Task: Repeat the records below exactly as they appear.

(Given data begins)

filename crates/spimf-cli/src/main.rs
mod cli;

fn main() {
    if let Err(e) = cli::run() {
        eprintln!("{e:#}"); // pretty anyhow chain
        std::process::exit(1);
    }
}
#[cfg(test)]
mod tests {
    use chrono::TimeZone;
    use tempfile::{TempDir, tempdir};

    use super::*;
    use crate::member::{DISPLAY_NAME_FIELD, GUEST_FLAG_FIELD, LoginMethod, STATUS_FIELD};

    fn sample_member() -> Member {
        Member::from_pairs([
            (DISPLAY_NAME_FIELD, "Aisyah"),
            (STATUS_FIELD, "Active"),
            ("phone", "0123456789"),
        ])
    }

    fn t0() -> DateTime<Utc> {
        Utc.with_ymd_and_hms(2026, 10, 19, 9, 0, 0).unwrap()
    }

    fn store() -> (TempDir, SessionStore) {
        let dir = tempdir().unwrap();
        let store = SessionStore::new(dir.path().join("session"));
        (dir, store)
    }

    #[test]
    fn test_establish_then_restore_roundtrip() {
        let (_dir, mut store) = store();
        let login = LoginContext {
            method: LoginMethod::Phone,
            identifier: "0123456789".to_string(),
        };
        store
            .establish_at(sample_member(), false, Some(login.clone()), t0())
            .unwrap();

        let mut fresh = SessionStore::new(store.dir());
        let restored = fresh.restore_at(t0()).unwrap().unwrap();
        assert_eq!(restored.member, sample_member());
        assert!(!restored.is_guest);
        assert_eq!(restored.established_at, t0());
        assert_eq!(restored.login, Some(login));
    }

    #[test]
    fn test_guest_flag_survives_restore() {
        let (_dir, mut store) = store();
        store
            .establish_at(Member::from_pairs([(DISPLAY_NAME_FIELD, "Guest")]), true, None, t0())
            .unwrap();

        let mut fresh = SessionStore::new(store.dir());
        let restored = fresh.restore_at(t0() + TimeDelta::minutes(5)).unwrap().unwrap();
        assert!(restored.is_guest);
        assert!(restored.login.is_none());
    }

    #[test]
    fn test_restore_just_before_ttl() {
        let (_dir, mut store) = store();
        store.establish_at(sample_member(), false, None, t0()).unwrap();

        let now = t0() + TimeDelta::hours(2) - TimeDelta::milliseconds(1);
        assert!(SessionStore::new(store.dir()).restore_at(now).unwrap().is_some());
    }

    #[test]
    fn test_restore_at_ttl_expires_and_clears() {
        let (_dir, mut store) = store();
        store.establish_at(sample_member(), false, None, t0()).unwrap();

        let mut fresh = SessionStore::new(store.dir());
        assert!(fresh.restore_at(t0() + TimeDelta::hours(2)).unwrap().is_none());
        assert!(!store.dir().join(MEMBER_FILE).exists());
        assert!(!store.dir().join(STARTED_AT_FILE).exists());

        // Stays gone even inside the window afterwards.
        assert!(fresh.restore_at(t0()).unwrap().is_none());
    }

    #[test]
    fn test_restore_missing_timestamp() {
        let (_dir, mut store) = store();
        store.establish_at(sample_member(), false, None, t0()).unwrap();
        fs::remove_file(store.dir().join(STARTED_AT_FILE)).unwrap();

        let mut fresh = SessionStore::new(store.dir());
        assert!(fresh.restore_at(t0()).unwrap().is_none());
        assert!(!store.dir().join(MEMBER_FILE).exists());
    }

    #[test]
    fn test_restore_missing_member() {
        let (_dir, mut store) = store();
        store.establish_at(sample_member(), false, None, t0()).unwrap();
        fs::remove_file(store.dir().join(MEMBER_FILE)).unwrap();

        let mut fresh = SessionStore::new(store.dir());
        assert!(fresh.restore_at(t0()).unwrap().is_none());
        assert!(!store.dir().join(STARTED_AT_FILE).exists());
    }

    #[test]
    fn test_restore_corrupt_entries() {
        let (_dir, mut store) = store();
        store.establish_at(sample_member(), false, None, t0()).unwrap();
        fs::write(store.dir().join(STARTED_AT_FILE), "yesterday").unwrap();
        assert!(SessionStore::new(store.dir()).restore_at(t0()).unwrap().is_none());

        store.establish_at(sample_member(), false, None, t0()).unwrap();
        fs::write(store.dir().join(MEMBER_FILE), "{not json").unwrap();
        assert!(SessionStore::new(store.dir()).restore_at(t0()).unwrap().is_none());
    }

    #[test]
    fn test_restore_rejects_future_timestamp() {
        let (_dir, mut store) = store();
        store
            .establish_at(sample_member(), false, None, t0() + TimeDelta::minutes(10))
            .unwrap();
        assert!(SessionStore::new(store.dir()).restore_at(t0()).unwrap().is_none());
    }

    #[test]
    fn test_restore_without_anything_persisted() {
        let (_dir, mut store) = store();
        assert!(store.restore_at(t0()).unwrap().is_none());
    }

    #[test]
    fn test_clear_then_restore_is_none() {
        let (_dir, mut store) = store();
        store.establish_at(sample_member(), false, None, t0()).unwrap();

        assert!(store.clear().unwrap());
        assert!(store.current().is_none());
        assert!(store.restore_at(t0()).unwrap().is_none());
        assert!(!store.clear().unwrap());
    }

    #[test]
    fn test_update_persists_field() {
        let (_dir, mut store) = store();
        store.establish_at(sample_member(), false, None, t0()).unwrap();
        store.update("phone", "0199999999").unwrap();

        assert_eq!(
            store.current().unwrap().member.get("phone"),
            Some("0199999999")
        );
        let restored = SessionStore::new(store.dir())
            .restore_at(t0())
            .unwrap()
            .cloned()
            .unwrap();
        assert_eq!(restored.member.get("phone"), Some("0199999999"));
    }

    #[test]
    fn test_update_never_sets_guest_flag() {
        let (_dir, mut store) = store();
        store
            .establish_at(sample_member(), false, None, t0())
            .unwrap();

        assert!(store.update(GUEST_FLAG_FIELD, "true").is_err());
        assert!(!store.current().unwrap().is_guest);

        let mut reopened = SessionStore::new(store.dir());
        let session = reopened
            .restore_at(t0() + TimeDelta::minutes(5))
            .unwrap()
            .unwrap();
        assert!(!session.is_guest);
        assert!(!session.member.is_guest());
    }

    #[test]
    fn test_update_requires_member_session() {
        let (_dir, mut store) = store();
        assert!(store.update("phone", "1").is_err());

        store.establish_at(Member::new(), true, None, t0()).unwrap();
        let err = store.update("phone", "1").unwrap_err();
        assert!(err.to_string().contains("Guest"));
    }

    #[test]
    fn test_replace_member_keeps_start_time() {
        let (_dir, mut store) = store();
        store.establish_at(sample_member(), false, None, t0()).unwrap();

        let refreshed = Member::from_pairs([(DISPLAY_NAME_FIELD, "Aisyah"), (STATUS_FIELD, "Suspended")]);
        store.replace_member(refreshed).unwrap();

        let session = store.current().unwrap();
        assert_eq!(session.member.status(), Some("Suspended"));
        assert_eq!(session.established_at, t0());
    }

    #[test]
    fn test_remaining_time() {
        let session = Session {
            member: sample_member(),
            is_guest: false,
            established_at: t0(),
            login: None,
        };
        assert_eq!(session.remaining_at(t0() + TimeDelta::minutes(30)), TimeDelta::minutes(90));
        assert_eq!(session.remaining_at(t0() + TimeDelta::hours(3)), TimeDelta::zero());
    }

    #[cfg(unix)]
    #[test]
    fn test_entries_are_private() {
        use std::os::unix::fs::PermissionsExt;

        let (_dir, mut store) = store();
        store.establish_at(sample_member(), false, None, t0()).unwrap();
        let mode = fs::metadata(store.dir().join(MEMBER_FILE))
            .unwrap()
            .permissions()
            .mode();
        assert_eq!(mode & 0o777, 0o600);
    }
}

(Given data ends)

Exercise output:
filename crates/spimf-cli/src/main.rs
mod cli;

fn main() {
    if let Err(e) = cli::run() {
        eprintln!("{e:#}"); // pretty anyhow chain
        std::process::exit(1);
    }
}
#[cfg(test)]
mod tests {
    use chrono::TimeZone;
    use tempfile::{TempDir, tempdir};

    use super::*;
    use crate::member::{DISPLAY_NAME_FIELD, GUEST_FLAG_FIELD, LoginMethod, STATUS_FIELD};

    fn sample_member() -> Member {
        Member::from_pairs([
            (DISPLAY_NAME_FIELD, "Aisyah"),
            (STATUS_FIELD, "Active"),
            ("phone", "0123456789"),
        ])
    }

    fn t0() -> DateTime<Utc> {
        Utc.with_ymd_and_hms(2026, 10, 19, 9, 0, 0).unwrap()
    }

    fn store() -> (TempDir, SessionStore) {
        let dir = tempdir().unwrap();
        let store = SessionStore::new(dir.path().join("session"));
        (dir, store)
    }

    #[test]
    fn test_establish_then_restore_roundtrip() {
        let (_dir, mut store) = store();
        let login = LoginContext {
            method: LoginMethod::Phone,
            identifier: "0123456789".to_string(),
        };
        store
            .establish_at(sample_member(), false, Some(login.clone()), t0())
            .unwrap();

        let mut fresh = SessionStore::new(store.dir());
        let restored = fresh.restore_at(t0()).unwrap().unwrap();
        assert_eq!(restored.member, sample_member());
        assert!(!restored.is_guest);
        assert_eq!(restored.established_at, t0());
        assert_eq!(restored.login, Some(login));
    }

    #[test]
    fn test_guest_flag_survives_restore() {
        let (_dir, mut store) = store();
        store
            .establish_at(Member::from_pairs([(DISPLAY_NAME_FIELD, "Guest")]), true, None, t0())
            .unwrap();

        let mut fresh = SessionStore::new(store.dir());
        let restored = fresh.restore_at(t0() + TimeDelta::minutes(5)).unwrap().unwrap();
        assert!(restored.is_guest);
        assert!(restored.login.is_none());
    }

    #[test]
    fn test_restore_just_before_ttl() {
        let (_dir, mut store) = store();
        store.establish_at(sample_member(), false, None, t0()).unwrap();

        let now = t0() + TimeDelta::hours(2) - TimeDelta::milliseconds(1);
        assert!(SessionStore::new(store.dir()).restore_at(now).unwrap().is_some());
    }

    #[test]
    fn test_restore_at_ttl_expires_and_clears() {
        let (_dir, mut store) = store();
        store.establish_at(sample_member(), false, None, t0()).unwrap();

        let mut fresh = SessionStore::new(store.dir());
        assert!(fresh.restore_at(t0() + TimeDelta::hours(2)).unwrap().is_none());
        assert!(!store.dir().join(MEMBER_FILE).exists());
        assert!(!store.dir().join(STARTED_AT_FILE).exists());

        // Stays gone even inside the window afterwards.
        assert!(fresh.restore_at(t0()).unwrap().is_none());
    }

    #[test]
    fn test_restore_missing_timestamp() {
        let (_dir, mut store) = store();
        store.establish_at(sample_member(), false, None, t0()).unwrap();
        fs::remove_file(store.dir().join(STARTED_AT_FILE)).unwrap();

        let mut fresh = SessionStore::new(store.dir());
        assert!(fresh.restore_at(t0()).unwrap().is_none());
        assert!(!store.dir().join(MEMBER_FILE).exists());
    }

    #[test]
    fn test_restore_missing_member() {
        let (_dir, mut store) = store();
        store.establish_at(sample_member(), false, None, t0()).unwrap();
        fs::remove_file(store.dir().join(MEMBER_FILE)).unwrap();

        let mut fresh = SessionStore::new(store.dir());
        assert!(fresh.restore_at(t0()).unwrap().is_none());
        assert!(!store.dir().join(STARTED_AT_FILE).exists());
    }

    #[test]
    fn test_restore_corrupt_entries() {
        let (_dir, mut store) = store();
        store.establish_at(sample_member(), false, None, t0()).unwrap();
        fs::write(store.dir().join(STARTED_AT_FILE), "yesterday").unwrap();
        assert!(SessionStore::new(store.dir()).restore_at(t0()).unwrap().is_none());

        store.establish_at(sample_member(), false, None, t0()).unwrap();
        fs::write(store.dir().join(MEMBER_FILE), "{not json").unwrap();
        assert!(SessionStore::new(store.dir()).restore_at(t0()).unwrap().is_none());
    }

    #[test]
    fn test_restore_rejects_future_timestamp() {
        let (_dir, mut store) = store();
        store
            .establish_at(sample_member(), false, None, t0() + TimeDelta::minutes(10))
            .unwrap();
        assert!(SessionStore::new(store.dir()).restore_at(t0()).unwrap().is_none());
    }

    #[test]
    fn test_restore_without_anything_persisted() {
        let (_dir, mut store) = store();
        assert!(store.restore_at(t0()).unwrap().is_none());
    }

    #[test]
    fn test_clear_then_restore_is_none() {
        let (_dir, mut store) = store();
        store.establish_at(sample_member(), false, None, t0()).unwrap();

        assert!(store.clear().unwrap());
        assert!(store.current().is_none());
        assert!(store.restore_at(t0()).unwrap().is_none());
        assert!(!store.clear().unwrap());
    }

    #[test]
    fn test_update_persists_field() {
        let (_dir, mut store) = store();
        store.establish_at(sample_member(), false, None, t0()).unwrap();
        store.update("phone", "0199999999").unwrap();

        assert_eq!(
            store.current().unwrap().member.get("phone"),
            Some("0199999999")
        );
        let restored = SessionStore::new(store.dir())
            .restore_at(t0())
            .unwrap()
            .cloned()
            .unwrap();
        assert_eq!(restored.member.get("phone"), Some("0199999999"));
    }

    #[test]
    fn test_update_never_sets_guest_flag() {
        let (_dir, mut store) = store();
        store
            .establish_at(sample_member(), false, None, t0())
            .unwrap();

        assert!(store.update(GUEST_FLAG_FIELD, "true").is_err());
        assert!(!store.current().unwrap().is_guest);

        let mut reopened = SessionStore::new(store.dir());
        let session = reopened
            .restore_at(t0() + TimeDelta::minutes(5))
            .unwrap()
            .unwrap();
        assert!(!session.is_guest);
        assert!(!session.member.is_guest());
    }

    #[test]
    fn test_update_requires_member_session() {
        let (_dir, mut store) = store();
        assert!(store.update("phone", "1").is_err());

        store.establish_at(Member::new(), true, None, t0()).unwrap();
        let err = store.update("phone", "1").unwrap_err();
        assert!(err.to_string().contains("Guest"));
    }

    #[test]
    fn test_replace_member_keeps_start_time() {
        let (_dir, mut store) = store();
        store.establish_at(sample_member(), false, None, t0()).unwrap();

        let refreshed = Member::from_pairs([(DISPLAY_NAME_FIELD, "Aisyah"), (STATUS_FIELD, "Suspended")]);
        store.replace_member(refreshed).unwrap();

        let session = store.current().unwrap();
        assert_eq!(session.member.status(), Some("Suspended"));
        assert_eq!(session.established_at, t0());
    }

    #[test]
    fn test_remaining_time() {
        let session = Session {
            member: sample_member(),
            is_guest: false,
            established_at: t0(),
            login: None,
        };
        assert_eq!(session.remaining_at(t0() + TimeDelta::minutes(30)), TimeDelta::minutes(90));
        assert_eq!(session.remaining_at(t0() + TimeDelta::hours(3)), TimeDelta::zero());
    }

    #[cfg(unix)]
    #[test]
    fn test_entries_are_private() {
        use std::os::unix::fs::PermissionsExt;

        let (_dir, mut store) = store();
        store.establish_at(sample_member(), false, None, t0()).unwrap();
        let mode = fs::metadata(store.dir().join(MEMBER_FILE))
            .unwrap()
            .permissions()
            .mode();
        assert_eq!(mode & 0o777, 0o600);
    }
}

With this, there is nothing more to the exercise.